Lead Data Engineer | Codersbrain
Job Description
Lead Data Engineer
Job Summary
We are looking for a highly skilled Lead Data Engineer with expertise in Azure or AWS and Databricks to join our team in Bangalore on a hybrid work model. In this role, you will lead the design, development, and implementation of scalable, secure, and efficient data engineering solutions, ensuring robust data processing pipelines. You will collaborate closely with data scientists, analysts, and business stakeholders to maintain data integrity while mentoring junior team members and enforcing best practices in data governance and security.
Responsibilities
- Design & Development: Lead the design and development of scalable and reliable data pipelines using Azure Data Services or AWS Data Services and Databricks.

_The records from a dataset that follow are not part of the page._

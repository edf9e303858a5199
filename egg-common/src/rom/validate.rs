//! Pre-encode validation and repair.

use egg_shared::{CoreTid, EGG_ROM_FORMAT};

use super::{Resource, Rom, RomError};

impl Rom {
    /// Check the model is encodable and repair what can be repaired.
    ///
    /// Drops empty resources, then walks the rest checking order, ranges,
    /// payload size and singleton types. If the first resource is not
    /// `metadata:1`, a minimal one is inserted at the front.
    pub fn validate(&mut self) -> Result<(), RomError> {
        let dropped = self.remove_empty();
        if dropped > 0 {
            tracing::debug!("dropped {} empty resources", dropped);
        }

        let mut prev: Option<(u8, u16)> = None;
        for res in self.resources() {
            check_resource(res)?;
            if prev.is_some_and(|p| p >= res.key()) {
                return Err(RomError::OutOfOrder {
                    tid: res.tid,
                    rid: res.rid,
                });
            }
            prev = Some(res.key());
        }

        let metadata = CoreTid::Metadata.tid();
        let has_metadata = self
            .resources()
            .first()
            .is_some_and(|r| r.key() == (metadata, 1));
        if !has_metadata {
            tracing::debug!("no metadata resource, inserting an empty one");
            self.push_front(Resource {
                tid: metadata,
                rid: 1,
                serial: EGG_ROM_FORMAT.metadata_signature.to_vec(),
                generation: self.generation(),
                ..Default::default()
            });
        }
        Ok(())
    }
}

fn check_resource(res: &Resource) -> Result<(), RomError> {
    if res.tid == 0 {
        return Err(RomError::InvalidTid(0));
    }
    if res.rid == 0 {
        return Err(RomError::InvalidRid(0));
    }
    if res.serial.len() > EGG_ROM_FORMAT.max_resource_len {
        return Err(RomError::ResourceTooLarge {
            tid: res.tid,
            rid: res.rid,
            len: res.serial.len(),
            limit: EGG_ROM_FORMAT.max_resource_len,
        });
    }
    if let Some(core) = CoreTid::from_tid(res.tid) {
        if core.is_singleton() && res.rid != 1 {
            return Err(RomError::SingletonRid {
                name: core.name(),
                rid: res.rid,
            });
        }
    }
    Ok(())
}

- ETL/ELT Processes: Architect, implement, and optimize ETL/ELT processes for processing large volumes of structured and unstructured data.
- Data Infrastructure: Develop and maintain data models, data lakes, and data warehouses to support analytics and business intelligence initiatives.
- Collaboration: Work with data scientists, analysts, and business stakeholders to ensure data availability and accuracy.
- Data Governance & Security: Implement and enforce best practices related to data governance, security, and compliance.
- Performance Optimization: Optimize and monitor the performance of data processing frameworks (e.g., Apache Spark, Databricks).
- Workflow Automation: Automate and orchestrate data workflows with tools such as Apache Airflow, Azure Data Factory, AWS Step Functions, or Glue.
- Mentorship: Guide and mentor junior data engineers in modern data engineering techniques and best practices.
Qualifications
- Experience: 5+ years of experience in data engineering.
- Cloud Data Services: Strong expertise in Azure Data Services (Azure Data Lake, Azure Synapse, Azure Data Factory) or AWS Data Services (S3, Redshift, Glue, Lambda, Step Functions, EMR).
- Databricks & Spark: Proficiency in Databricks and practical experience with Apache Spark for large-scale data processing.
- Programming: Strong programming skills in Python.
- Database Skills: Experience working with SQL and NoSQL databases (e.g., PostgreSQL, MySQL, DynamoDB, CosmosDB).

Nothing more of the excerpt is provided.